• Problem to work on:
From the material below, copy each line that holds the word "distal".

• Task data:

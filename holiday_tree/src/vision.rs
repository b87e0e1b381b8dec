//! Hand tracking: frame sources and the worker thread that classifies them.
//!
//! The public interface is [`VisionEvent`] delivered over a `mpsc` channel.
//! The render loop drains it with `try_recv` once per frame and never waits
//! on it; whether landmarks come from hardware, a replay stream or the
//! mouse simulator is invisible downstream.
//!
//! Every frame goes through the real [`GestureClassifier`], including the
//! simulated ones.

use std::fs::File;
use std::io::{self, BufRead, BufReader};
use std::path::Path;
use std::sync::atomic::{AtomicBool, Ordering};
use std::sync::mpsc::{self, Receiver, RecvTimeoutError, Sender, TryIter};
use std::sync::Arc;
use std::thread::{self, JoinHandle};
use std::time::{Duration, Instant};

use glam::Vec3;
use serde::Deserialize;
use thiserror::Error;
use tracing::{debug, info, warn};
use tree_morph::{FrameError, GestureClassifier, GestureThresholds, GestureType, HandFrame, HandPosition};

// ════════════════════════════════════════════════════════════════════════════
// Events and errors
// ════════════════════════════════════════════════════════════════════════════

/// What the worker tells the render loop.
#[derive(Clone, Debug, PartialEq)]
pub enum VisionEvent {
    /// Sent for every frame with a detected hand.
    HandMoved(HandPosition),
    /// Gesture-change edge; never `GestureType::None`.
    Gesture(GestureType),
    /// The source failed for good.  The scene keeps running on manual input.
    Unavailable(String),
}

#[derive(Debug, Error)]
pub enum VisionError {
    #[error("hand tracking device unavailable: {0}")]
    DeviceUnavailable(String),

    #[error("landmark stream read failed: {0}")]
    Io(#[from] io::Error),

    #[error("line {line}: malformed landmark record: {source}")]
    Malformed {
        line: usize,
        #[source]
        source: serde_json::Error,
    },

    #[error(transparent)]
    Frame(#[from] FrameError),
}

impl VisionError {
    /// Fatal errors end the worker; the rest cost one frame.
    pub fn is_fatal(&self) -> bool {
        matches!(self, VisionError::DeviceUnavailable(_) | VisionError::Io(_))
    }
}

// ════════════════════════════════════════════════════════════════════════════
// FrameSource trait: unified interface for hw, replay and sim
// ════════════════════════════════════════════════════════════════════════════

/// Result of one poll.
#[derive(Clone, Debug, PartialEq)]
pub enum FramePoll {
    Frame(HandFrame),
    /// A frame arrived but contained no hand.
    NoHand,
    /// The source is exhausted.
    Ended,
}

/// Anything that can deliver landmark frames.  Dropping the source releases
/// the underlying device.
///
/// Sources are built and dropped on the worker thread, so they need not be
/// `Send`.
pub trait FrameSource {
    /// Block until the next frame, for at most a few tens of milliseconds.
    fn next_frame(&mut self) -> Result<FramePoll, VisionError>;
}

// ════════════════════════════════════════════════════════════════════════════
// VisionWorker
// ════════════════════════════════════════════════════════════════════════════

/// Owns the tracking thread.  Dropping it stops frame scheduling, joins the
/// thread, and with it drops the source.
pub struct VisionWorker {
    rx: Receiver<VisionEvent>,
    stop: Arc<AtomicBool>,
    handle: Option<JoinHandle<()>>,
}

impl VisionWorker {
    /// Spawn the worker.  `open` runs on the worker thread so a source that
    /// fails to initialise is reported like any other device failure.
    pub fn spawn<F>(open: F, thresholds: GestureThresholds) -> Self
    where
        F: FnOnce() -> Result<Box<dyn FrameSource>, VisionError> + Send + 'static,
    {
        let (tx, rx) = mpsc::channel();
        let stop = Arc::new(AtomicBool::new(false));
        let flag = Arc::clone(&stop);

        let handle = thread::Builder::new()
            .name("vision".into())
            .spawn(move || {
                let mut source = match open() {
                    Ok(s) => s,
                    Err(e) => {
                        warn!(error = %e, "hand tracking could not start");
                        let _ = tx.send(VisionEvent::Unavailable(e.to_string()));
                        return;
                    }
                };
                info!("hand tracking started");
                let mut classifier = GestureClassifier::new(thresholds);
                pump(source.as_mut(), &mut classifier, &tx, &flag);
                info!("hand tracking stopped");
            });

        let handle = match handle {
            Ok(h) => Some(h),
            Err(e) => {
                warn!(error = %e, "failed to spawn vision thread");
                None
            }
        };
        VisionWorker { rx, stop, handle }
    }

    /// Non-blocking drain of everything received since the last call.
    pub fn events(&self) -> TryIter<'_, VisionEvent> {
        self.rx.try_iter()
    }
}

/// How long `Drop` waits for the worker before detaching it.  Only a source
/// stuck in a blocking read (stdin replay) ever hits this.
const JOIN_GRACE: Duration = Duration::from_secs(1);

impl Drop for VisionWorker {
    fn drop(&mut self) {
        self.stop.store(true, Ordering::Relaxed);
        let Some(handle) = self.handle.take() else { return };
        let deadline = Instant::now() + JOIN_GRACE;
        while !handle.is_finished() && Instant::now() < deadline {
            thread::sleep(Duration::from_millis(5));
        }
        if handle.is_finished() {
            let _ = handle.join();
        } else {
            warn!("vision thread still blocked, detaching it");
        }
    }
}

/// The worker loop: poll → classify → emit, until the source ends, fails
/// fatally, the receiver goes away, or `stop` is raised.
fn pump(
    source: &mut dyn FrameSource,
    classifier: &mut GestureClassifier,
    tx: &Sender<VisionEvent>,
    stop: &AtomicBool,
) {
    while !stop.load(Ordering::Relaxed) {
        let frame = match source.next_frame() {
            Ok(FramePoll::Frame(f)) => f,
            Ok(FramePoll::NoHand) => continue,
            Ok(FramePoll::Ended) => {
                debug!("frame source ended");
                return;
            }
            Err(e) if e.is_fatal() => {
                warn!(error = %e, "hand tracking lost");
                let _ = tx.send(VisionEvent::Unavailable(e.to_string()));
                return;
            }
            Err(e) => {
                warn!(error = %e, "skipping frame");
                continue;
            }
        };

        let out = classifier.process(&frame);
        if tx.send(VisionEvent::HandMoved(out.hand)).is_err() {
            return;
        }
        if let Some(gesture) = out.emitted {
            debug!(%gesture, "gesture");
            if tx.send(VisionEvent::Gesture(gesture)).is_err() {
                return;
            }
        }
    }
}

// ════════════════════════════════════════════════════════════════════════════
// SimHandSource: mouse + keyboard simulation (always available)
// ════════════════════════════════════════════════════════════════════════════

/// Pose held on the keyboard while simulating.
#[derive(Clone, Copy, Debug, PartialEq, Eq, Default)]
pub enum SimPose {
    /// Half-open hand: classifies as nothing.
    #[default]
    Relaxed,
    Fist,     // F
    OpenPalm, // O
    Grab,     // G
}

impl SimPose {
    /// `(spread, pinch)` fed to [`HandFrame::synthetic`].
    fn shape(self) -> (f32, f32) {
        match self {
            SimPose::Relaxed => (0.24, 0.12),
            SimPose::Fist => (0.12, 0.10),
            SimPose::OpenPalm => (0.40, 0.15),
            SimPose::Grab => (0.22, 0.02),
        }
    }
}

/// Raw input from the simulation window.
#[derive(Clone, Copy, Debug, PartialEq)]
pub enum SimInput {
    /// Pointer in normalised window coordinates, `None` when outside.
    Pointer(Option<(f32, f32)>),
    Pose(SimPose),
}

/// Frame source driven by [`SimInput`] events from the visualizer's window.
///
/// The pointer stands in for the wrist as seen by a front-facing camera, so
/// the x axis is mirrored before synthesis.
pub struct SimHandSource {
    rx: Receiver<SimInput>,
    interval: Duration,
    pointer: Option<(f32, f32)>,
    pose: SimPose,
}

impl SimHandSource {
    pub fn new(rx: Receiver<SimInput>, interval: Duration) -> Self {
        SimHandSource { rx, interval, pointer: None, pose: SimPose::default() }
    }

    fn apply(&mut self, input: SimInput) {
        match input {
            SimInput::Pointer(p) => self.pointer = p,
            SimInput::Pose(p) => self.pose = p,
        }
    }
}

impl FrameSource for SimHandSource {
    fn next_frame(&mut self) -> Result<FramePoll, VisionError> {
        match self.rx.recv_timeout(self.interval) {
            Ok(input) => self.apply(input),
            Err(RecvTimeoutError::Timeout) => {}
            Err(RecvTimeoutError::Disconnected) => return Ok(FramePoll::Ended),
        }
        while let Ok(input) = self.rx.try_recv() {
            self.apply(input);
        }

        let Some((px, py)) = self.pointer else {
            return Ok(FramePoll::NoHand);
        };
        let (spread, pinch) = self.pose.shape();
        let wrist = Vec3::new(1.0 - px, py, 0.0);
        Ok(FramePoll::Frame(HandFrame::synthetic(wrist, spread, pinch)?))
    }
}

// ════════════════════════════════════════════════════════════════════════════
// ReplaySource: JSON-lines landmark stream
// ════════════════════════════════════════════════════════════════════════════

/// One line of a replay stream: `{"landmarks": [[x, y, z], ...]}`.
/// A missing, `null` or empty list means no hand in that frame.
#[derive(Debug, Deserialize)]
struct ReplayRecord {
    #[serde(default)]
    landmarks: Option<Vec<[f32; 3]>>,
}

/// Plays back landmark frames written by an external hand-pose process.
pub struct ReplaySource<R> {
    reader: R,
    interval: Duration,
    line: usize,
    buf: String,
}

impl ReplaySource<BufReader<File>> {
    pub fn open(path: &Path, interval: Duration) -> Result<Self, VisionError> {
        let file = File::open(path)?;
        info!(path = %path.display(), "replaying landmark file");
        Ok(ReplaySource::new(BufReader::new(file), interval))
    }
}

impl ReplaySource<BufReader<io::Stdin>> {
    pub fn stdin(interval: Duration) -> Self {
        ReplaySource::new(BufReader::new(io::stdin()), interval)
    }
}

impl<R: BufRead> ReplaySource<R> {
    pub fn new(reader: R, interval: Duration) -> Self {
        ReplaySource { reader, interval, line: 0, buf: String::new() }
    }
}

impl<R: BufRead> FrameSource for ReplaySource<R> {
    fn next_frame(&mut self) -> Result<FramePoll, VisionError> {
        loop {
            self.buf.clear();
            if self.reader.read_line(&mut self.buf)? == 0 {
                return Ok(FramePoll::Ended);
            }
            self.line += 1;
            if !self.buf.trim().is_empty() {
                break;
            }
        }
        if !self.interval.is_zero() {
            thread::sleep(self.interval);
        }

        let record: ReplayRecord = serde_json::from_str(self.buf.trim())
            .map_err(|source| VisionError::Malformed { line: self.line, source })?;
        match record.landmarks {
            Some(points) if !points.is_empty() => {
                Ok(FramePoll::Frame(HandFrame::from_points(&points)?))
            }
            _ => Ok(FramePoll::NoHand),
        }
    }
}

// ════════════════════════════════════════════════════════════════════════════
// LeapSource: real hardware (feature = "leap")
// ════════════════════════════════════════════════════════════════════════════

/// Frame source backed by a LeapMotion controller.
///
/// Requires the `leap` feature flag and the LeapC shared library installed.
///
/// Leap reports millimetres above the device; they are mapped into the
/// normalised image frame the classifier expects (origin top-left, x
/// mirrored) by treating a 400 mm box centred 300 mm above the device as
/// the full view.
#[cfg(feature = "leap")]
pub struct LeapSource {
    connection: leaprs::Connection,
}

#[cfg(feature = "leap")]
impl LeapSource {
    const BOX_MM: f32 = 400.0;
    const CENTRE_Y_MM: f32 = 300.0;

    pub fn open() -> Result<Self, VisionError> {
        use leaprs::{Connection, ConnectionConfig};

        let mut connection = Connection::create(ConnectionConfig::default())
            .map_err(|e| VisionError::DeviceUnavailable(format!("{:?}", e)))?;
        connection
            .open()
            .map_err(|e| VisionError::DeviceUnavailable(format!("{:?}", e)))?;
        Ok(LeapSource { connection })
    }

    fn to_image(x: f32, y: f32, z: f32) -> Vec3 {
        Vec3::new(
            0.5 - x / Self::BOX_MM,
            0.5 - (y - Self::CENTRE_Y_MM) / Self::BOX_MM,
            z / Self::BOX_MM,
        )
    }
}

#[cfg(feature = "leap")]
impl FrameSource for LeapSource {
    fn next_frame(&mut self) -> Result<FramePoll, VisionError> {
        use leaprs::Event;
        use tree_morph::gesture::{HandLandmark, LANDMARK_COUNT};

        let msg = match self.connection.poll(100) {
            Ok(m) => m,
            Err(_) => return Ok(FramePoll::NoHand),
        };
        let Event::Tracking(frame) = msg.event() else {
            return Ok(FramePoll::NoHand);
        };
        let Some(hand) = frame.hands().next() else {
            return Ok(FramePoll::NoHand);
        };
        let digits: Vec<_> = hand.digits().collect();
        if digits.len() < 5 {
            return Ok(FramePoll::NoHand);
        }

        let mut landmarks = [Vec3::ZERO; LANDMARK_COUNT];
        let mut wrist = Vec3::ZERO;
        for (digit, chain) in digits.iter().zip(HandLandmark::digit_chains()) {
            let joints = [
                digit.proximal().prev_joint(),
                digit.intermediate().prev_joint(),
                digit.distal().prev_joint(),
                digit.distal().next_joint(),
            ];
            for (landmark, j) in chain.iter().zip(joints) {
                landmarks[landmark.index()] = Self::to_image(j.x, j.y, j.z);
            }
            let base = digit.metacarpal().prev_joint();
            wrist += Self::to_image(base.x, base.y, base.z);
        }
        // Metacarpal bases cluster around the wrist.
        landmarks[HandLandmark::Wrist.index()] = wrist / 5.0;

        Ok(FramePoll::Frame(HandFrame::new(landmarks)?))
    }
}

// ════════════════════════════════════════════════════════════════════════════
// Tests
// ════════════════════════════════════════════════════════════════════════════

• Worked solution:
                digit.distal().prev_joint(),
                digit.distal().next_joint(),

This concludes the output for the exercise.